Quantification of Candida albicans Actin mRNA by the LightCycler System as a Means of Assessing Viability in a Model of Cutaneous Candidiasis

Abstract

The LightCycler system (two-step reverse transcription-PCR–fluorescent hybridization [LC RT-PCR–FH]) was used to quantify Candida albicans actin mRNA as a means of assessing its viability in a reconstituted skin model of cutaneous candidiasis following the application of an antimycotic. A 192-bp ACT exon fragment was ligated into the pCR2.1 plasmid vector, and dilutions of the cloned insert (pACT; 4.092 kb) were used as the standard reference template. The LC RT-PCR–FH system could detect 1 fg of pACT, equivalent to 2.2 copies of the plasmid. The ACT exon-based PCR primers and FH probes were C. albicans specific, and electrophoretic analysis of the LC RT-PCR–FH assay product showed a 174-bp band in agarose gel.
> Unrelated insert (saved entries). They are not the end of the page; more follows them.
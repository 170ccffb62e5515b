//! Append-only JSON-lines log of session events.
//!
//! One [`LogRecord`] per line:
//!
//! ```text
//! {"seq":3,"elapsedMs":1500,"event":"locked","kind":"O","cellsWritten":4}
//! ```

use std::fs::{File, OpenOptions};
use std::io::{BufWriter, Write};
use std::path::Path;
use std::time::Instant;

use anyhow::{Context, Result};
use serde::Serialize;

use crate::types::GameEvent;

#[derive(Debug, Clone, PartialEq, Eq, Serialize)]
#[serde(rename_all = "camelCase")]
pub struct LogRecord {
    pub seq: u64,
    pub elapsed_ms: u64,
    pub event: &'static str,
    #[serde(skip_serializing_if = "Option::is_none")]
    pub kind: Option<&'static str>,
    #[serde(skip_serializing_if = "Option::is_none")]
    pub cells_written: Option<u8>,
}

impl LogRecord {
    pub fn new(seq: u64, elapsed_ms: u64, event: &GameEvent) -> Self {
        let (kind, cells_written) = match *event {
            GameEvent::Locked {
                kind,
                cells_written,
            } => (Some(kind.name()), Some(cells_written)),
            GameEvent::Spawned { kind } => (Some(kind.name()), None),
            _ => (None, None),
        };
        Self {
            seq,
            elapsed_ms,
            event: event.name(),
            kind,
            cells_written,
        }
    }
}

pub struct EventLog<W: Write = BufWriter<File>> {
    out: W,
    seq: u64,
    started: Instant,
    buf: Vec<u8>,
}

impl EventLog<BufWriter<File>> {
    /// Open `path` for appending, creating it if needed
    pub fn open(path: impl AsRef<Path>) -> Result<Self> {
        let path = path.as_ref();
        let file = OpenOptions::new()
            .create(true)
            .append(true)
            .open(path)
            .with_context(|| format!("event log: open {} failed", path.display()))?;
        Ok(Self::new(BufWriter::new(file)))
    }
}

impl<W: Write> EventLog<W> {
    pub fn new(out: W) -> Self {
        Self {
            out,
            seq: 0,
            started: Instant::now(),
            buf: Vec::with_capacity(256),
        }
    }

    /// Records written so far
    pub fn len(&self) -> u64 {
        self.seq
    }

    pub fn is_empty(&self) -> bool {
        self.seq == 0
    }

    /// Stamp `event` with the time since the log was created
    pub fn record(&mut self, event: &GameEvent) -> Result<()> {
        let elapsed_ms = self.started.elapsed().as_millis() as u64;
        self.record_at(elapsed_ms, event)
    }

    pub fn record_at(&mut self, elapsed_ms: u64, event: &GameEvent) -> Result<()> {
        let record = LogRecord::new(self.seq, elapsed_ms, event);
        self.buf.clear();
        serde_json::to_writer(&mut self.buf, &record)?;
        self.buf.push(b'\n');
        self.out.write_all(&self.buf)?;
        self.seq += 1;
        Ok(())
    }

    pub fn flush(&mut self) -> Result<()> {
        self.out.flush()?;
        Ok(())
    }

    pub fn into_inner(self) -> W {
        self.out
    }
}

/// Record `events` into an optional log.
///
/// The first failed write drops the log and returns the error, so the caller
/// reports it once and keeps running without a log.
pub fn record_or_disable<W: Write>(
    log: &mut Option<EventLog<W>>,
    events: impl IntoIterator<Item = GameEvent>,
) -> Option<anyhow::Error> {
    let active = log.as_mut()?;
    for event in events {
        if let Err(e) = active.record(&event) {
            *log = None;
            return Some(e.context("event log: write failed; logging disabled"));
        }
    }
    None
}

#[cfg(test)]
mod tests {
    use super::*;
    use crate::types::PieceKind;

    fn lines(log: EventLog<Vec<u8>>) -> Vec<serde_json::Value> {
        let bytes = log.into_inner();
        String::from_utf8(bytes)
            .unwrap()
            .lines()
            .map(|line| serde_json::from_str(line).unwrap())
            .collect()
    }

    #[test]
    fn test_records_are_numbered_lines() {
        let mut log = EventLog::new(Vec::new());
        log.record_at(0, &GameEvent::Started).unwrap();
        log.record_at(500, &GameEvent::Paused).unwrap();
        assert_eq!(log.len(), 2);

        let lines = lines(log);
        assert_eq!(lines[0]["seq"], 0);
        assert_eq!(lines[0]["event"], "started");
        assert_eq!(lines[1]["seq"], 1);
        assert_eq!(lines[1]["elapsedMs"], 500);
        assert!(lines[1].get("kind").is_none());
    }

    #[test]
    fn test_piece_fields() {
        let mut log = EventLog::new(Vec::new());
        log.record_at(
            10,
            &GameEvent::Locked {
                kind: PieceKind::O,
                cells_written: 4,
            },
        )
        .unwrap();
        log.record_at(10, &GameEvent::Spawned { kind: PieceKind::T })
            .unwrap();

        let lines = lines(log);
        assert_eq!(lines[0]["event"], "locked");
        assert_eq!(lines[0]["kind"], "O");
        assert_eq!(lines[0]["cellsWritten"], 4);
        assert_eq!(lines[1]["event"], "spawned");
        assert_eq!(lines[1]["kind"], "T");
        assert!(lines[1].get("cellsWritten").is_none());
    }

    struct BrokenPipe;

    impl Write for BrokenPipe {
        fn write(&mut self, _buf: &[u8]) -> std::io::Result<usize> {
            Err(std::io::Error::new(std::io::ErrorKind::BrokenPipe, "gone"))
        }

        fn flush(&mut self) -> std::io::Result<()> {
            Ok(())
        }
    }

    #[test]
    fn test_write_failure_disables_log() {
        let mut log = Some(EventLog::new(BrokenPipe));
        let err = record_or_disable(&mut log, [GameEvent::Started, GameEvent::Paused]);

        assert!(err.is_some());
        assert!(log.is_none());
        // Later batches are dropped quietly.
        assert!(record_or_disable(&mut log, [GameEvent::Reset]).is_none());
    }

    #[test]
    fn test_record_or_disable_keeps_working_log() {
        let mut log = Some(EventLog::new(Vec::new()));
        assert!(record_or_disable(&mut log, [GameEvent::Started, GameEvent::GameOver]).is_none());
        assert_eq!(log.map(|l| l.len()), Some(2));

        let mut none: Option<EventLog<Vec<u8>>> = None;
        assert!(record_or_disable(&mut none, [GameEvent::Started]).is_none());
    }

    #[test]
    fn test_open_appends_to_file() {
        let path = std::env::temp_dir().join(format!(
            "blockfall-event-log-{}.jsonl",
            std::process::id()
        ));
        let _ = std::fs::remove_file(&path);

        for event in [GameEvent::Started, GameEvent::GameOver] {
            let mut log = EventLog::open(&path).unwrap();
            log.record(&event).unwrap();
            log.flush().unwrap();
        }

        let text = std::fs::read_to_string(&path).unwrap();
        let _ = std::fs::remove_file(&path);
        let events: Vec<&str> = text.lines().collect();
        assert_eq!(events.len(), 2);
        assert!(events[0].contains("\"started\""));
        assert!(events[1].contains("\"gameOver\""));
    }
}
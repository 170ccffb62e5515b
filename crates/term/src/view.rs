//! GameView: maps a core `GameSnapshot` into a terminal frame.
//!
//! This module is pure (no I/O). It only reads the snapshot it is given.

use crate::core::GameSnapshot;
use crate::frame::{Frame, Rgb, Style, BLACK, TEXT};
use crate::types::{Color, GamePhase, FIELD_HEIGHT, FIELD_WIDTH};

const FIELD_BG: Rgb = Rgb::new(30, 30, 40);

/// Terminal viewport dimensions.
#[derive(Debug, Clone, Copy, PartialEq, Eq)]
pub struct Viewport {
    pub width: u16,
    pub height: u16,
}

impl Viewport {
    pub fn new(width: u16, height: u16) -> Self {
        Self { width, height }
    }
}

/// Where the field lands inside a viewport.
#[derive(Debug, Clone, Copy, PartialEq, Eq)]
pub struct Layout {
    /// Row of the debug line
    pub debug_y: u16,
    /// Top-left corner of the border
    pub frame_x: u16,
    pub frame_y: u16,
    pub frame_w: u16,
    pub frame_h: u16,
}

impl Layout {
    /// Terminal column/row of the top-left glyph of field cell (x, y)
    pub fn cell_origin(&self, x: u16, y: u16, cell_w: u16) -> (u16, u16) {
        (self.frame_x + 1 + x * cell_w, self.frame_y + 1 + y)
    }
}

/// Renders the playfield, the active piece, a debug line and a side panel.
pub struct GameView {
    /// Terminal columns per field cell
    cell_w: u16,
}

impl Default for GameView {
    fn default() -> Self {
        // Two columns per cell keeps blocks roughly square.
        Self { cell_w: 2 }
    }
}

impl GameView {
    pub fn new(cell_w: u16) -> Self {
        Self {
            cell_w: cell_w.max(1),
        }
    }

    pub fn cell_w(&self) -> u16 {
        self.cell_w
    }

    pub fn layout(&self, viewport: Viewport) -> Layout {
        let frame_w = FIELD_WIDTH as u16 * self.cell_w + 2;
        let frame_h = FIELD_HEIGHT as u16 + 2;
        // One extra row on top for the debug line.
        let debug_y = viewport.height.saturating_sub(frame_h + 1) / 2;
        Layout {
            debug_y,
            frame_x: viewport.width.saturating_sub(frame_w) / 2,
            frame_y: debug_y + 1,
            frame_w,
            frame_h,
        }
    }

    /// Render one frame. `last_key` is the label shown on the debug line.
    pub fn render(&self, snap: &GameSnapshot, last_key: &str, viewport: Viewport) -> Frame {
        let mut frame = Frame::new(viewport.width, viewport.height);
        self.render_into(snap, last_key, &mut frame);
        frame
    }

    pub fn render_into(&self, snap: &GameSnapshot, last_key: &str, frame: &mut Frame) {
        frame.clear();
        let layout = self.layout(Viewport::new(frame.width(), frame.height()));

        let debug = format!(
            "({}, {}), {}, {}",
            snap.active.x, snap.active.y, snap.running, last_key
        );
        let debug_style = Style::new(Rgb::new(90, 140, 255), BLACK);
        frame.text(layout.frame_x, layout.debug_y, &debug, debug_style);

        self.draw_border(frame, &layout);

        for y in 0..FIELD_HEIGHT {
            for x in 0..FIELD_WIDTH {
                match snap.cell(x, y) {
                    Some(color) => self.draw_block(frame, &layout, x, y, color),
                    None => self.draw_empty(frame, &layout, x, y),
                }
            }
        }

        for (x, y) in snap.active.visible_cells() {
            self.draw_block(frame, &layout, x, y, snap.active.color);
        }

        self.draw_panel(frame, &layout, snap);

        match snap.phase {
            GamePhase::GameOver => {
                self.draw_banner(frame, &layout, "GAME OVER", Rgb::new(255, 60, 60))
            }
            GamePhase::Idle => self.draw_banner(frame, &layout, "ENTER TO START", TEXT),
            GamePhase::Falling => {}
        }
    }

    fn draw_border(&self, frame: &mut Frame, layout: &Layout) {
        let style = Style::new(Rgb::new(200, 200, 200), BLACK);
        let (x0, y0) = (layout.frame_x, layout.frame_y);
        let x1 = x0 + layout.frame_w - 1;
        let y1 = y0 + layout.frame_h - 1;

        for x in x0 + 1..x1 {
            frame.put(x, y0, '─', style);
            frame.put(x, y1, '─', style);
        }
        for y in y0 + 1..y1 {
            frame.put(x0, y, '│', style);
            frame.put(x1, y, '│', style);
        }
        frame.put(x0, y0, '┌', style);
        frame.put(x1, y0, '┐', style);
        frame.put(x0, y1, '└', style);
        frame.put(x1, y1, '┘', style);
    }

    fn draw_block(&self, frame: &mut Frame, layout: &Layout, x: usize, y: usize, color: Color) {
        let (px, py) = layout.cell_origin(x as u16, y as u16, self.cell_w);
        let style = Style::new(color_rgb(color), FIELD_BG).bold();
        frame.fill(px, py, self.cell_w, 1, '█', style);
    }

    fn draw_empty(&self, frame: &mut Frame, layout: &Layout, x: usize, y: usize) {
        let (px, py) = layout.cell_origin(x as u16, y as u16, self.cell_w);
        frame.fill(px, py, self.cell_w, 1, ' ', Style::new(TEXT, FIELD_BG));
        frame.put(px, py, '·', Style::new(Rgb::new(90, 90, 100), FIELD_BG));
    }

    fn draw_panel(&self, frame: &mut Frame, layout: &Layout, snap: &GameSnapshot) {
        let x = layout.frame_x + layout.frame_w + 2;
        if x >= frame.width() {
            return;
        }
        let label = Style::default().bold();
        let value = Style::default();
        let mut y = layout.frame_y;

        frame.text(x, y, "STATE", label);
        frame.text(x, y + 1, snap.phase.as_str(), value);
        y += 3;

        frame.text(x, y, "PIECES", label);
        frame.text(x, y + 1, &snap.pieces_locked.to_string(), value);
        y += 3;

        frame.text(x, y, "NOW", label);
        let piece_style = Style::new(color_rgb(snap.active.color), BLACK);
        frame.text(x, y + 1, snap.active.kind.name(), piece_style);
        y += 3;

        let help = [
            "Enter  start/pause",
            "<- ->  move",
            "Down   soft drop",
            "Space  hard drop",
            "M / N  rotate",
            "R      reset",
            "Q      quit",
        ];
        for line in help {
            frame.text(x, y, line, value);
            y += 1;
        }
    }

    fn draw_banner(&self, frame: &mut Frame, layout: &Layout, text: &str, fg: Rgb) {
        let len = text.chars().count() as u16;
        let x = layout.frame_x + layout.frame_w.saturating_sub(len) / 2;
        let y = layout.frame_y + layout.frame_h / 2;
        frame.text(x, y, text, Style::new(fg, BLACK).bold());
    }
}

/// Terminal color for a block color tag
pub fn color_rgb(color: Color) -> Rgb {
    match color {
        Color::Cyan => Rgb::new(80, 220, 220),
        Color::Blue => Rgb::new(80, 120, 220),
        Color::Orange => Rgb::new(255, 165, 0),
        Color::Purple => Rgb::new(200, 120, 220),
        Color::Green => Rgb::new(100, 220, 120),
        Color::Red => Rgb::new(220, 80, 80),
        Color::Yellow => Rgb::new(240, 220, 80),
    }
}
The number of copies of C. albicans ACT mRNA per milligram of tissue decreased with increasing amounts of amorolfine applied to a C. albicans -infected skin model, showing a reduction in viability. Detection and quantification of ACT mRNA in tissue by the LC RT-PCR–FH assay corresponded with cultural isolation of C. albicans from samples. The ACT mRNA-targeted LC RT-PCR–FH assay represents a sensitive, specific, rapid, and quantitative means of assessing the viability of C. albicans in infected tissue. This method may also be useful in evaluating the therapeutic efficacies of antifungal drugs in the treatment of various forms of candidiasis and other fungal diseases.